Nothing in the data may be altered; restate all of it exactly.

++++++++++

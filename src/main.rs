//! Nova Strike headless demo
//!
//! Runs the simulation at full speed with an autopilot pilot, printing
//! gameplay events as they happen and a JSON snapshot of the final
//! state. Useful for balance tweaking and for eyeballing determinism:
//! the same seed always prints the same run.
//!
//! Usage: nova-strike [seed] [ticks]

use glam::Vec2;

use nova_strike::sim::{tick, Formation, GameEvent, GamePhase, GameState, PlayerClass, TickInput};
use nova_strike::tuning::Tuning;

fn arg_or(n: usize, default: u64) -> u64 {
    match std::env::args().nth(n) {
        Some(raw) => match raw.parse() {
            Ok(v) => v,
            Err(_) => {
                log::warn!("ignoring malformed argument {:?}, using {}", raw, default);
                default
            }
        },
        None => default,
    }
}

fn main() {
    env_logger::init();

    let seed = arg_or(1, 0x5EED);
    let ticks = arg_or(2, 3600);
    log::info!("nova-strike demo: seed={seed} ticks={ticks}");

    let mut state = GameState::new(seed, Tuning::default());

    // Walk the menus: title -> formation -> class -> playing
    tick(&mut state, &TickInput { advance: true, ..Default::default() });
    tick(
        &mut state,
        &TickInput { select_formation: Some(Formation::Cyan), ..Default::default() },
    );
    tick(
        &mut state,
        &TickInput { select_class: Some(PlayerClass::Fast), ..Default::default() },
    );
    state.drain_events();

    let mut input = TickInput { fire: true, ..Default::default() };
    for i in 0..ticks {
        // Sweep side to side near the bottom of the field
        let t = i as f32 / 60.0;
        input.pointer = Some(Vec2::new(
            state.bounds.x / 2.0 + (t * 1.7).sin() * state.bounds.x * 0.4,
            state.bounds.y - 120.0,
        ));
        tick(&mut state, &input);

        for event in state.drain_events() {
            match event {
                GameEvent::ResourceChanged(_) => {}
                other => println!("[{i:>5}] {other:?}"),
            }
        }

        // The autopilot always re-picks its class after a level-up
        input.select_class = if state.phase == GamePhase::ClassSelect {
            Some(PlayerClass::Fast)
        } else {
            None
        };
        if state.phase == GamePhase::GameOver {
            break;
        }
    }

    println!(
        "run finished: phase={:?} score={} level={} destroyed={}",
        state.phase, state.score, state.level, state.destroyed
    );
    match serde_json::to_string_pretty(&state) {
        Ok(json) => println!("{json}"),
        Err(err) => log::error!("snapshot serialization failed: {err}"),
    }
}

++++++++++

→ OUTPUT OF THE EXERCISE:
filename src/main.rs
//! Nova Strike headless demo
//!
//! Runs the simulation at full speed with an autopilot pilot, printing
//! gameplay events as they happen and a JSON snapshot of the final
//! state. Useful for balance tweaking and for eyeballing determinism:
//! the same seed always prints the same run.
//!
//! Usage: nova-strike [seed] [ticks]

use glam::Vec2;

use nova_strike::sim::{tick, Formation, GameEvent, GamePhase, GameState, PlayerClass, TickInput};
use nova_strike::tuning::Tuning;

fn arg_or(n: usize, default: u64) -> u64 {
    match std::env::args().nth(n) {
        Some(raw) => match raw.parse() {
            Ok(v) => v,
            Err(_) => {
                log::warn!("ignoring malformed argument {:?}, using {}", raw, default);
                default
            }
        },
        None => default,
    }
}

fn main() {
    env_logger::init();

    let seed = arg_or(1, 0x5EED);
    let ticks = arg_or(2, 3600);
    log::info!("nova-strike demo: seed={seed} ticks={ticks}");

    let mut state = GameState::new(seed, Tuning::default());

    // Walk the menus: title -> formation -> class -> playing
    tick(&mut state, &TickInput { advance: true, ..Default::default() });
    tick(
        &mut state,
        &TickInput { select_formation: Some(Formation::Cyan), ..Default::default() },
    );
    tick(
        &mut state,
        &TickInput { select_class: Some(PlayerClass::Fast), ..Default::default() },
    );
    state.drain_events();

    let mut input = TickInput { fire: true, ..Default::default() };
    for i in 0..ticks {
        // Sweep side to side near the bottom of the field
        let t = i as f32 / 60.0;
        input.pointer = Some(Vec2::new(
            state.bounds.x / 2.0 + (t * 1.7).sin() * state.bounds.x * 0.4,
            state.bounds.y - 120.0,
        ));
        tick(&mut state, &input);

        for event in state.drain_events() {
            match event {
                GameEvent::ResourceChanged(_) => {}
                other => println!("[{i:>5}] {other:?}"),
            }
        }

        // The autopilot always re-picks its class after a level-up
        input.select_class = if state.phase == GamePhase::ClassSelect {
            Some(PlayerClass::Fast)
        } else {
            None
        };
        if state.phase == GamePhase::GameOver {
            break;
        }
    }

    println!(
        "run finished: phase={:?} score={} level={} destroyed={}",
        state.phase, state.score, state.level, state.destroyed
    );
    match serde_json::to_string_pretty(&state) {
        Ok(json) => println!("{json}"),
        Err(err) => log::error!("snapshot serialization failed: {err}"),
    }
}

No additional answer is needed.